Required action:
Across the entries, count the lines that include "RangeItem" and report only that number.

══ Task input ══

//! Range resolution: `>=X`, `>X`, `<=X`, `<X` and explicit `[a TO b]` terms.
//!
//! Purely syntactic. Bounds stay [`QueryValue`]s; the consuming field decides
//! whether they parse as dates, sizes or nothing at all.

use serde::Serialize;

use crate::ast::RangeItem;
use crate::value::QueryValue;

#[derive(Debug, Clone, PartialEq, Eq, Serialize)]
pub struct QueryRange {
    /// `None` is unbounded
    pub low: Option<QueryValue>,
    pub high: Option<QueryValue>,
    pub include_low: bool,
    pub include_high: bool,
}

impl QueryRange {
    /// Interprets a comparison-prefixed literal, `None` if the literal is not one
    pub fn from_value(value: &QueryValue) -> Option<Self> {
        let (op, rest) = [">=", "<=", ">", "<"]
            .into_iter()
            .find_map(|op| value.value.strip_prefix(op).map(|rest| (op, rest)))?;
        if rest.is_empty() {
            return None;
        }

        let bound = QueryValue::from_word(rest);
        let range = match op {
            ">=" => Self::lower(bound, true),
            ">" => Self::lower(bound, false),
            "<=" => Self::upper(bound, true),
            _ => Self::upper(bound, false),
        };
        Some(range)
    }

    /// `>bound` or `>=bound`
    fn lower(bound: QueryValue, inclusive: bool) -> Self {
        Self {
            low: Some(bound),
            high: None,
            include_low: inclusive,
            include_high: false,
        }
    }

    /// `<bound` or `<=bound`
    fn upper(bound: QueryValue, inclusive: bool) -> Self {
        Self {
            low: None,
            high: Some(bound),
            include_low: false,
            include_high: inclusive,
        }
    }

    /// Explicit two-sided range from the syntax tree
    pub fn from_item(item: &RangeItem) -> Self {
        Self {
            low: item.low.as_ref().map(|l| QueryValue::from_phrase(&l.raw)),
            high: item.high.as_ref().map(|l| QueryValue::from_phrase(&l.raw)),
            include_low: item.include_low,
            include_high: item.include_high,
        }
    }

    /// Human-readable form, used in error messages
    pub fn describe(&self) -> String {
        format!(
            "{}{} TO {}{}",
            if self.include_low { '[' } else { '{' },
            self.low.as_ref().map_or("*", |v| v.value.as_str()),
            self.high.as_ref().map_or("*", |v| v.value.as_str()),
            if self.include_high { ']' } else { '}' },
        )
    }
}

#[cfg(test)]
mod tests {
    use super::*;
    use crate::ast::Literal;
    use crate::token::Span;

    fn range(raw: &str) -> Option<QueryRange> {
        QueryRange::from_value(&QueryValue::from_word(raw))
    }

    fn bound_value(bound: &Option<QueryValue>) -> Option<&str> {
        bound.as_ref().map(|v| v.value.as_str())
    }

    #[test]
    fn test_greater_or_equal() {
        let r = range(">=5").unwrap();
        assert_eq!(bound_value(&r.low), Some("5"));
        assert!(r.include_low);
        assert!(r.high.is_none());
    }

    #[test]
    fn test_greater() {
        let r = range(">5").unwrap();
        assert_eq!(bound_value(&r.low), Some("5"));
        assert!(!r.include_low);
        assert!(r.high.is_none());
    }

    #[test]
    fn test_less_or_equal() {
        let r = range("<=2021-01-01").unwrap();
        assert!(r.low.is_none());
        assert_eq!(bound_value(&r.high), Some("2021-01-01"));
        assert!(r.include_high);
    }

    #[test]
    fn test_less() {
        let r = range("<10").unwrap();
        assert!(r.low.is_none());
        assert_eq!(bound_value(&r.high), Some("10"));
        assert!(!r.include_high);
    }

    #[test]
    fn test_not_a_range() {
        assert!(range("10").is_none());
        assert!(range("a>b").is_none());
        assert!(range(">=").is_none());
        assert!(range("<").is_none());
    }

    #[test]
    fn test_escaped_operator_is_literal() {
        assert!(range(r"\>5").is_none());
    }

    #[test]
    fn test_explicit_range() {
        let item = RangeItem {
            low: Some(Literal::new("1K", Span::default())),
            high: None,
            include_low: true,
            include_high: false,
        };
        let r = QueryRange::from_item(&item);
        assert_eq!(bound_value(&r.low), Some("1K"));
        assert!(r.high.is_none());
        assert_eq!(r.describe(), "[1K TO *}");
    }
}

═══
══ Task input ══

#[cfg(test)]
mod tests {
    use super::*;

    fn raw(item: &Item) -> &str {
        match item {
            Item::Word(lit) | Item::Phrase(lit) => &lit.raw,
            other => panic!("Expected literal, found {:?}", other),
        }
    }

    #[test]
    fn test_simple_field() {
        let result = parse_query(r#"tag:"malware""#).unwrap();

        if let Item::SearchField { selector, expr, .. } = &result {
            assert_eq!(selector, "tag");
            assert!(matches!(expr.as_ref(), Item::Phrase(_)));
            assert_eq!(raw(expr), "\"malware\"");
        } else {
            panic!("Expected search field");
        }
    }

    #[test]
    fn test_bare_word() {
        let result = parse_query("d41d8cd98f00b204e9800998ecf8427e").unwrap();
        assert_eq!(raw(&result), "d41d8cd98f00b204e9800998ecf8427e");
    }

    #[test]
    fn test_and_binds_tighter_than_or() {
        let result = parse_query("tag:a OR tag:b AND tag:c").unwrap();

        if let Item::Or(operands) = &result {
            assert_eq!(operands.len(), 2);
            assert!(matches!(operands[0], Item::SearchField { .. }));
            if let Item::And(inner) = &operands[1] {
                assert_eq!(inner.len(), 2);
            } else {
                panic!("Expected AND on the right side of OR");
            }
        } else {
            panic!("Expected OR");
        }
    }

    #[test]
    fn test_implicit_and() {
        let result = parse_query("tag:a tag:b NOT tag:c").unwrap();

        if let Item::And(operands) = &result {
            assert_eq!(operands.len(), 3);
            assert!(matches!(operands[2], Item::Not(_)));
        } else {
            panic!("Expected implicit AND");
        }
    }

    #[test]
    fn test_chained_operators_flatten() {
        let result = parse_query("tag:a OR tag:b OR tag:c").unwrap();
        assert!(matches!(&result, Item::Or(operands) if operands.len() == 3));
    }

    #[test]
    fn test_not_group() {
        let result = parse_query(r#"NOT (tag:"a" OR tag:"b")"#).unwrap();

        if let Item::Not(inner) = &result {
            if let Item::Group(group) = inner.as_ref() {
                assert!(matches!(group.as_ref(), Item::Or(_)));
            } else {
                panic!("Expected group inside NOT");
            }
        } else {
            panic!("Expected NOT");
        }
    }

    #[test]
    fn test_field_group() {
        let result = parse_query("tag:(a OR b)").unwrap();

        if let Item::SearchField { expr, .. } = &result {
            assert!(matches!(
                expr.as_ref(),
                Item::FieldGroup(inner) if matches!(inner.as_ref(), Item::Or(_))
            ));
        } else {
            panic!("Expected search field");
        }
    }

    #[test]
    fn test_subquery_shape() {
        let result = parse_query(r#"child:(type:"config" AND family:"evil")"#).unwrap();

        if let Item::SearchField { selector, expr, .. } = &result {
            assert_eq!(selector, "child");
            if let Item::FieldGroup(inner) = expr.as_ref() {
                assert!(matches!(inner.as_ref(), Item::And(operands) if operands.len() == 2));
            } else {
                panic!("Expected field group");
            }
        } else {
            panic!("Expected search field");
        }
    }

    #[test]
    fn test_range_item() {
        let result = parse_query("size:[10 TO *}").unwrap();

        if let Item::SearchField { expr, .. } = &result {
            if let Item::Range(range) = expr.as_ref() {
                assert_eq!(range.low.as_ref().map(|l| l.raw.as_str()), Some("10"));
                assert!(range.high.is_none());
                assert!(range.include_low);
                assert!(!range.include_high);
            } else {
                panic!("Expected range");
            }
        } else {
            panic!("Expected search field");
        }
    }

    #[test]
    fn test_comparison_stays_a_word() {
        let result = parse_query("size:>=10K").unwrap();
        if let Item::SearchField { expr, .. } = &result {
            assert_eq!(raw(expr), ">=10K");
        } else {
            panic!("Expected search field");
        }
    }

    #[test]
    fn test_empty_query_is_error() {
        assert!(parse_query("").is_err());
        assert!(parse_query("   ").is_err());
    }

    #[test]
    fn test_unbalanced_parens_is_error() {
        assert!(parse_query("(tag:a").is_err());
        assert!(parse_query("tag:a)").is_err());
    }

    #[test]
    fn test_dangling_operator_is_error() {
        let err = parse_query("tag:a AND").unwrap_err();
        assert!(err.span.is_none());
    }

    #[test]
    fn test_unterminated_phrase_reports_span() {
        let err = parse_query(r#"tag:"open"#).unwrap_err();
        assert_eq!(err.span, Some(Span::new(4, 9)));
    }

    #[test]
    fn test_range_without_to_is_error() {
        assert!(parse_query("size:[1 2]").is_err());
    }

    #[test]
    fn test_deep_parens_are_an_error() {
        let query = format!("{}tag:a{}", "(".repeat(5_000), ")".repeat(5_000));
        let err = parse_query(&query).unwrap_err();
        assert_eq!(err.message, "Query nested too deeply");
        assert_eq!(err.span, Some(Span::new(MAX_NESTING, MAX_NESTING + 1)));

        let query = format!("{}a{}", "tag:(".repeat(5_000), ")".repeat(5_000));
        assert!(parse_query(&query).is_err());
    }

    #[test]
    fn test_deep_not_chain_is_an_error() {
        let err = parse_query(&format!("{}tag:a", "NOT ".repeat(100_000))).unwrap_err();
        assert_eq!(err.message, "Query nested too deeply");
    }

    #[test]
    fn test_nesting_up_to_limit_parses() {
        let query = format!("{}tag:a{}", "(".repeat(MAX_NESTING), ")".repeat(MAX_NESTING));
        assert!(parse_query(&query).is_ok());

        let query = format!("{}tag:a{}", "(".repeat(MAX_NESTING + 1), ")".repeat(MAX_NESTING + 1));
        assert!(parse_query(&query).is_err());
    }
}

═══
══ Task input ══

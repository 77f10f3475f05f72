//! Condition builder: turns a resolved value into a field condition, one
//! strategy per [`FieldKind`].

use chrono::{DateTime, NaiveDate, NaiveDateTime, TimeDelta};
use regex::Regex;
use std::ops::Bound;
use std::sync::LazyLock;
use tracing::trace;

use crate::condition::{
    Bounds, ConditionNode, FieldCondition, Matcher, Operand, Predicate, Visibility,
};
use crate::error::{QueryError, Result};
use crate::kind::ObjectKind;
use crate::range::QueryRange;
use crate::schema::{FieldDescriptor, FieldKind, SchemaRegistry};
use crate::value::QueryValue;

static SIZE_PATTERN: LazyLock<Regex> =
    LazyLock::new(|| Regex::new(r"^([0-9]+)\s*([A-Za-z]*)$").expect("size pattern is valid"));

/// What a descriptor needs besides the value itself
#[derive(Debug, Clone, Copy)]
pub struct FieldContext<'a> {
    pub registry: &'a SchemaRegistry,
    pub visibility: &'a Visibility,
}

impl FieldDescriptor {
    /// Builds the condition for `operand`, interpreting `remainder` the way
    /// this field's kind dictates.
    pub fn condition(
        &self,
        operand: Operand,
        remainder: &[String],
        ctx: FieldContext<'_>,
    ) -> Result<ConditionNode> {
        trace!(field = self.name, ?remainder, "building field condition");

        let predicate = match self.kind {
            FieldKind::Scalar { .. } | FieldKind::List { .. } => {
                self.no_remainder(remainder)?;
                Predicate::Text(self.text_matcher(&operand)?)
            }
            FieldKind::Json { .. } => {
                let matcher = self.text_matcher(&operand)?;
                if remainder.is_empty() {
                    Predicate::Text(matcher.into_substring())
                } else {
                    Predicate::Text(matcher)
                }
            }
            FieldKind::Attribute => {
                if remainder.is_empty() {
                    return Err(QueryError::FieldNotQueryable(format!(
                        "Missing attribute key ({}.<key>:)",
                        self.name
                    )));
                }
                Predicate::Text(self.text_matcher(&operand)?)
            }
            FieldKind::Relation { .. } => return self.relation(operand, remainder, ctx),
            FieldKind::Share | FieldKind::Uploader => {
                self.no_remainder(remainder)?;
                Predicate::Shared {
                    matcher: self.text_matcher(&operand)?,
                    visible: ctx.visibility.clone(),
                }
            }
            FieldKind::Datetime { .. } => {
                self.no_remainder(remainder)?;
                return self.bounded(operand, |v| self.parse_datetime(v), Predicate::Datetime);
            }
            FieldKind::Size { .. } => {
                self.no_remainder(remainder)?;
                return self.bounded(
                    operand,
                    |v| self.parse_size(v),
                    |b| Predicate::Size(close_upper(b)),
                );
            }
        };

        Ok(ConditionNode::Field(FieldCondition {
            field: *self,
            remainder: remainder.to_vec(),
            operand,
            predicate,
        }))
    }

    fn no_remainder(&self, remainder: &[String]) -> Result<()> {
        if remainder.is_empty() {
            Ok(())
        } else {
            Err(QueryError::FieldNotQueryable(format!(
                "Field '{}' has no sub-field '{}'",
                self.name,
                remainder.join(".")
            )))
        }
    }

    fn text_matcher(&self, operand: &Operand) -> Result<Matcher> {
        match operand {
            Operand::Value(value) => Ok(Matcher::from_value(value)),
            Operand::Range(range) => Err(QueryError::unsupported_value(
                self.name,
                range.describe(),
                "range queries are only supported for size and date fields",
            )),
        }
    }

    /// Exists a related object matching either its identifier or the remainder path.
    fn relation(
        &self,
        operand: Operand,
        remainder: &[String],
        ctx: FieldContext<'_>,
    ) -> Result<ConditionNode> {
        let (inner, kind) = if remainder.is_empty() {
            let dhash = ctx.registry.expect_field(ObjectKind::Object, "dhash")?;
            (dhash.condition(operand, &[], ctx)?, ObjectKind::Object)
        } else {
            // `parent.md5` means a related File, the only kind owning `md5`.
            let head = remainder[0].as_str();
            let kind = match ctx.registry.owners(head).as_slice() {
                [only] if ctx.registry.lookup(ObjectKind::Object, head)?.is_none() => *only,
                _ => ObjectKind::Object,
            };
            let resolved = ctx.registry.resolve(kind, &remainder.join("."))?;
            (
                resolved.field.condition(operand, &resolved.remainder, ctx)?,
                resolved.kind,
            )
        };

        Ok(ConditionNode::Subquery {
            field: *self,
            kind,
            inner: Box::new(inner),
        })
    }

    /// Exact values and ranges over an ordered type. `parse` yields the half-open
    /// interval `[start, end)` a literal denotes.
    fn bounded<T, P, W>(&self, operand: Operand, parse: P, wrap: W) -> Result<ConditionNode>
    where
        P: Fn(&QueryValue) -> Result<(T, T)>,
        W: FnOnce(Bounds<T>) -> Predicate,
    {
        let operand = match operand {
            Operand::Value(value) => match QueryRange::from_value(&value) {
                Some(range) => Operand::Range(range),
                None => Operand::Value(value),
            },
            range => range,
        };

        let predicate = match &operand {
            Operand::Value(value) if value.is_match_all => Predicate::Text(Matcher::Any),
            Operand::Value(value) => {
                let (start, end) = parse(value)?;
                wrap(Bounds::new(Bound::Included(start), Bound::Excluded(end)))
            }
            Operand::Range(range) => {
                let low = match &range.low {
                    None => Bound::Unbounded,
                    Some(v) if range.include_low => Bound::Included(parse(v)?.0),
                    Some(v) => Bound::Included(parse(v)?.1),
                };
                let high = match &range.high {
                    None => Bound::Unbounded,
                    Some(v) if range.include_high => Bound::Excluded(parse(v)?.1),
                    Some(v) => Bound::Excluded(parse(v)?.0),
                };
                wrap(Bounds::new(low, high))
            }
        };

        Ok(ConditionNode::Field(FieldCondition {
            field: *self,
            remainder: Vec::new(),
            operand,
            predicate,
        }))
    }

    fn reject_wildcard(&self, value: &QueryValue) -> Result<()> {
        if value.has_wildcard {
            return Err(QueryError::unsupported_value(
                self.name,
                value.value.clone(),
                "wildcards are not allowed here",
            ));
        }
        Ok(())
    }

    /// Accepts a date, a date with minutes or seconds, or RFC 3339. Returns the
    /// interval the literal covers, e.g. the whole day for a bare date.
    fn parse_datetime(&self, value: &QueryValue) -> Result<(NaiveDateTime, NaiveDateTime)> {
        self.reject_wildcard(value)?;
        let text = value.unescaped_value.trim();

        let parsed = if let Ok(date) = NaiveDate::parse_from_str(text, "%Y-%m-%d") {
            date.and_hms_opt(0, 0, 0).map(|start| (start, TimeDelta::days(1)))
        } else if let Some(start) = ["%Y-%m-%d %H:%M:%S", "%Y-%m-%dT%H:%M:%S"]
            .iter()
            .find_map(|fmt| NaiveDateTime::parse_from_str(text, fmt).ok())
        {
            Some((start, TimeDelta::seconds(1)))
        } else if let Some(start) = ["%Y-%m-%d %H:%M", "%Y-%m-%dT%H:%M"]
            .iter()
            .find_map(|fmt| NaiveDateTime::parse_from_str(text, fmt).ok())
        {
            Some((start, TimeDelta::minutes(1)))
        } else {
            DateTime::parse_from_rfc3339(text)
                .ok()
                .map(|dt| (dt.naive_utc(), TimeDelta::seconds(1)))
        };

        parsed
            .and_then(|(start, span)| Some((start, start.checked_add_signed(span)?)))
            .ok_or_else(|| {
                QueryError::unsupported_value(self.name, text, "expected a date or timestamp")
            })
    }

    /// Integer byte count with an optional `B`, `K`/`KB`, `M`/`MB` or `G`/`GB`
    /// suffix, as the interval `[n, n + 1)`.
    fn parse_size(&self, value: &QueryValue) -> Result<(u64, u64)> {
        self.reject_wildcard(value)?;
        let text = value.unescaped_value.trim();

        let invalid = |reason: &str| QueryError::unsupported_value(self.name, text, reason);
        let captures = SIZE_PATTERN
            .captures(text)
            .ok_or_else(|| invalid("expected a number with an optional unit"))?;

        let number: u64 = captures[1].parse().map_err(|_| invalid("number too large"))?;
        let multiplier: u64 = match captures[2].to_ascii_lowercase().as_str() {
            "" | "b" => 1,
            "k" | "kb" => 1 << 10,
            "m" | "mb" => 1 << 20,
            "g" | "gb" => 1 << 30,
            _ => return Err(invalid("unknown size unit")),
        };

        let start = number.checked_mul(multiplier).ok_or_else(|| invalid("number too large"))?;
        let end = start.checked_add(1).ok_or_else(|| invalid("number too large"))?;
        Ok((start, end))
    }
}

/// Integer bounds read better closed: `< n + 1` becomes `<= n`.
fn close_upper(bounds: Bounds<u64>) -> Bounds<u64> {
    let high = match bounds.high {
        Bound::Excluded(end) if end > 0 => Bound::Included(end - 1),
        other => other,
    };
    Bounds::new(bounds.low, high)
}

═══

Solution for this task:
3